> **Assignment**: Lines of the listing that contain "submit" need to be copied.
Start of Data for analysis
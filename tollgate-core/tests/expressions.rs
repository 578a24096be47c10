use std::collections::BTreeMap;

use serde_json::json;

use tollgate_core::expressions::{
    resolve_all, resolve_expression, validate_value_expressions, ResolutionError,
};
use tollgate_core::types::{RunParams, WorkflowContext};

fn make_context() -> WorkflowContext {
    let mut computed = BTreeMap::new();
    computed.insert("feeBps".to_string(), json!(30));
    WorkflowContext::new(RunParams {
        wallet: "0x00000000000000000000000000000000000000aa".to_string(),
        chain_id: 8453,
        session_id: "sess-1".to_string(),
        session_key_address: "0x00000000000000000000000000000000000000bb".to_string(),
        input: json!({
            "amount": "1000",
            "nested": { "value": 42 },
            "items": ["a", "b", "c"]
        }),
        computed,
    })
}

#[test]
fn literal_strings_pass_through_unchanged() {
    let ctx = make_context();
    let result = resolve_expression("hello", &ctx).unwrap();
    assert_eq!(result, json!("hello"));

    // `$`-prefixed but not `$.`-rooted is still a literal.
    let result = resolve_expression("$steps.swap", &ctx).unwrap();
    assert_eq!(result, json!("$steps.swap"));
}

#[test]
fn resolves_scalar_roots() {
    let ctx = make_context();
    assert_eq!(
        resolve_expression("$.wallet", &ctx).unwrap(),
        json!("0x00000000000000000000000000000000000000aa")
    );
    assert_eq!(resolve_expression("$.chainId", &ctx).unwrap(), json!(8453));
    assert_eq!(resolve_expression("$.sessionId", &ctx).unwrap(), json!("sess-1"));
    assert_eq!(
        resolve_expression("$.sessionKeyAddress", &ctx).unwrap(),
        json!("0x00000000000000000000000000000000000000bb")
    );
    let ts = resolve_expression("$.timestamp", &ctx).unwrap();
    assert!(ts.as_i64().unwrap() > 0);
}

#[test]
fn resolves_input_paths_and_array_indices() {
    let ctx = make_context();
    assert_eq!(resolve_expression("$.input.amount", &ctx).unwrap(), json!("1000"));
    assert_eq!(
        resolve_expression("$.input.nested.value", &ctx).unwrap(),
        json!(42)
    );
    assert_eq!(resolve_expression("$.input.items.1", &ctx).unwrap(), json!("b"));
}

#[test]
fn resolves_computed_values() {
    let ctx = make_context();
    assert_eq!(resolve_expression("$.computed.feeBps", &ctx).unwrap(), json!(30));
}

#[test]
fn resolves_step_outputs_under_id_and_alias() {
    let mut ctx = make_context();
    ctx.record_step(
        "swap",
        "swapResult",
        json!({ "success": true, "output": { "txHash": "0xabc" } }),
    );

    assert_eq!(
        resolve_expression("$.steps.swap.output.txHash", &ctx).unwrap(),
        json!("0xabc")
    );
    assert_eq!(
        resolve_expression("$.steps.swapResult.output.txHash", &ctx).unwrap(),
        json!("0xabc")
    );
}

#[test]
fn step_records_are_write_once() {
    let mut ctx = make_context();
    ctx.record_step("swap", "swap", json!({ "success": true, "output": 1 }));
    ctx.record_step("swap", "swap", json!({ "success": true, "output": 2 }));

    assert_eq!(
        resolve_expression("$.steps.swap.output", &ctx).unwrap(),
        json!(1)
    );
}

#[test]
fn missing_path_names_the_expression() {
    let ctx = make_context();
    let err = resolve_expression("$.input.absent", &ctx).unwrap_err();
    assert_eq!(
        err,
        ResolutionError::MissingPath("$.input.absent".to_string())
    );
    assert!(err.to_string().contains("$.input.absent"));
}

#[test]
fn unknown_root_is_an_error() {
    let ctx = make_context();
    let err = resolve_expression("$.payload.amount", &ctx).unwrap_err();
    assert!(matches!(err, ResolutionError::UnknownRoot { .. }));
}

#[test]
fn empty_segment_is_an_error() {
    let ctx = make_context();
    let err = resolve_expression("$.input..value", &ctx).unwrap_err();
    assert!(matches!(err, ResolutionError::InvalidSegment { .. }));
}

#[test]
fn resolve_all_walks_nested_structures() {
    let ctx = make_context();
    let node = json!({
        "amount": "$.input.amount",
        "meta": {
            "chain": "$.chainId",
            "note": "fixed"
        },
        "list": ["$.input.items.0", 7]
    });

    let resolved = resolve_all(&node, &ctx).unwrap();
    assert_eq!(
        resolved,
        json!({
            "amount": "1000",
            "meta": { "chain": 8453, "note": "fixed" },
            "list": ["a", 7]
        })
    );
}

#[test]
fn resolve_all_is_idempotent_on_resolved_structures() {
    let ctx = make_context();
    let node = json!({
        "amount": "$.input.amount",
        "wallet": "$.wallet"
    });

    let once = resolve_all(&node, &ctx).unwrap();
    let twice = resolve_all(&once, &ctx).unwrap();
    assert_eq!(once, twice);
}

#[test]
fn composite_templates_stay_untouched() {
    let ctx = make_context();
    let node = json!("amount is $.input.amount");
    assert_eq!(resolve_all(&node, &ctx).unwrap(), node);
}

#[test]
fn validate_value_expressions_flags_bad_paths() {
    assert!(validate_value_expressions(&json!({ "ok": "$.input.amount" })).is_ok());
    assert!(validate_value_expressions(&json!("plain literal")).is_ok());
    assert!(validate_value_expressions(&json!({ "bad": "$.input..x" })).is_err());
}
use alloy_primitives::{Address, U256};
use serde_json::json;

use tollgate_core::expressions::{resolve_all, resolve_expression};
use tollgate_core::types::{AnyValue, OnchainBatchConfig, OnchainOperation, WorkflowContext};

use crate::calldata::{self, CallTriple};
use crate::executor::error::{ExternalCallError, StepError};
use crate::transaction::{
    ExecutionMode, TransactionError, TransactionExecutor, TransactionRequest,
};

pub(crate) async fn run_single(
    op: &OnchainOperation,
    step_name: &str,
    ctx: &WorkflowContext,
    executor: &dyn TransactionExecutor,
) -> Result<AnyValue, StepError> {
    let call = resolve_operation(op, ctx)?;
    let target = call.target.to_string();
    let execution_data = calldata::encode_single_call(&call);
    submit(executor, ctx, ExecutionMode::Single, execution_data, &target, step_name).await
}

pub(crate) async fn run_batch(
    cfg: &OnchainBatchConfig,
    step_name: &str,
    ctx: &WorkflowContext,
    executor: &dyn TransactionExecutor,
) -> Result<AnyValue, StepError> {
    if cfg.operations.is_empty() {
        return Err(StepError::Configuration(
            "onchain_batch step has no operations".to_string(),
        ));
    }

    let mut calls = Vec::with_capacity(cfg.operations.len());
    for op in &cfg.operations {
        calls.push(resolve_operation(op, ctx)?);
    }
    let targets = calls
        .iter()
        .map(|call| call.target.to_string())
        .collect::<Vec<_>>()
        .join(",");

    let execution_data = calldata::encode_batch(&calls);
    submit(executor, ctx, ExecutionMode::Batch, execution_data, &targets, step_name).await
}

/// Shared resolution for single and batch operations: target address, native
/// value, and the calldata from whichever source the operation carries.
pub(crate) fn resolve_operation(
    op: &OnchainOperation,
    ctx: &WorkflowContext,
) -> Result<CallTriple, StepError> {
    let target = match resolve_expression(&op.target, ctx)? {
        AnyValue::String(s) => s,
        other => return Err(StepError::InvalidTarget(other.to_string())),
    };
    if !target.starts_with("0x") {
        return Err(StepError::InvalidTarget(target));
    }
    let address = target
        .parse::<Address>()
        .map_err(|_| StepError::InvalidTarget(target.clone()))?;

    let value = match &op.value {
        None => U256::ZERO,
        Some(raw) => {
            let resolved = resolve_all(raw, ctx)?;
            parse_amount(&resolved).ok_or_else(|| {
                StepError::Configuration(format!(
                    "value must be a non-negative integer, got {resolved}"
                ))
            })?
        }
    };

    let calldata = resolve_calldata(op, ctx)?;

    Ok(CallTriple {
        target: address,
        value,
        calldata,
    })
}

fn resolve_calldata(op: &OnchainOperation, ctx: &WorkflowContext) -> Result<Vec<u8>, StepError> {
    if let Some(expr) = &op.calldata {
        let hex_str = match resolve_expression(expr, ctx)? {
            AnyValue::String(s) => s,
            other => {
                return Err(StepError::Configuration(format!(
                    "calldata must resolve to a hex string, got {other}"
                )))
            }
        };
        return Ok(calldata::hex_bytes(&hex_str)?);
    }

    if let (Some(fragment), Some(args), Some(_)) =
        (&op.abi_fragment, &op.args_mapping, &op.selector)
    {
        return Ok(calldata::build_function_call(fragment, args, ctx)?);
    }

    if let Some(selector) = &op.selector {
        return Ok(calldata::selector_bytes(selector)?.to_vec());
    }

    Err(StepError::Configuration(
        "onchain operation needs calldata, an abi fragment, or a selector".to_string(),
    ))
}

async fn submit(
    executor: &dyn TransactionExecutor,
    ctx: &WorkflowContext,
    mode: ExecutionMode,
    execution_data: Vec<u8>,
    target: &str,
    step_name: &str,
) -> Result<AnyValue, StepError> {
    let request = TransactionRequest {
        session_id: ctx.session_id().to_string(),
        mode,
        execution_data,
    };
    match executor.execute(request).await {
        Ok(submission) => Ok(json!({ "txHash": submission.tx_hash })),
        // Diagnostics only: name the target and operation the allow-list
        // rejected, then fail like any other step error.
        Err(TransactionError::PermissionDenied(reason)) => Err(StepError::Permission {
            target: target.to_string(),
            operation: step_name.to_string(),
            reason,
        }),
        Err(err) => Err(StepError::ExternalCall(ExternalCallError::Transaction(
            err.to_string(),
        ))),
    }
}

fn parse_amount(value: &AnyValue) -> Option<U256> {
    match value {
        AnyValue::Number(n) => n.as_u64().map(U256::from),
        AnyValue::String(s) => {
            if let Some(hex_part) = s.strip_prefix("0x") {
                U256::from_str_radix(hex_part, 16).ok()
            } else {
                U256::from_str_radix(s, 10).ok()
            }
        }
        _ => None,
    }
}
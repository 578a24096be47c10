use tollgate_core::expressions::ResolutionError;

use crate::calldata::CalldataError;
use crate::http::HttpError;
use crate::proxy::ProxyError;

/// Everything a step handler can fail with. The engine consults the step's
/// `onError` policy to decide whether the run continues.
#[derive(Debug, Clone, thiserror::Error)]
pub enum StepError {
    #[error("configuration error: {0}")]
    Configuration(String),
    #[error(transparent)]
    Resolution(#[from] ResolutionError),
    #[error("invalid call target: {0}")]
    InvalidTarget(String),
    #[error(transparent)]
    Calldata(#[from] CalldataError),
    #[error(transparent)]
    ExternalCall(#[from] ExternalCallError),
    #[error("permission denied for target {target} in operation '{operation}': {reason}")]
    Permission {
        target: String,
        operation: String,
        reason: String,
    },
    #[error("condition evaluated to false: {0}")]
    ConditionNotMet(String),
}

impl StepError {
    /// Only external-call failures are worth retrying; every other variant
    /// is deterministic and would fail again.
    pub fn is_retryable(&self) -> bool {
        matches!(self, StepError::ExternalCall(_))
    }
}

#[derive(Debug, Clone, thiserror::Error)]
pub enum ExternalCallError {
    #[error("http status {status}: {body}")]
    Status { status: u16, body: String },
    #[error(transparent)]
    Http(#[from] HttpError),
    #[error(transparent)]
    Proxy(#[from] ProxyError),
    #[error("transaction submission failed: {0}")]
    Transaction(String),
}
End of Data for analysis
> **Expected output**:
    submit(executor, ctx, ExecutionMode::Single, execution_data, &target, step_name).await
    submit(executor, ctx, ExecutionMode::Batch, execution_data, &targets, step_name).await
async fn submit(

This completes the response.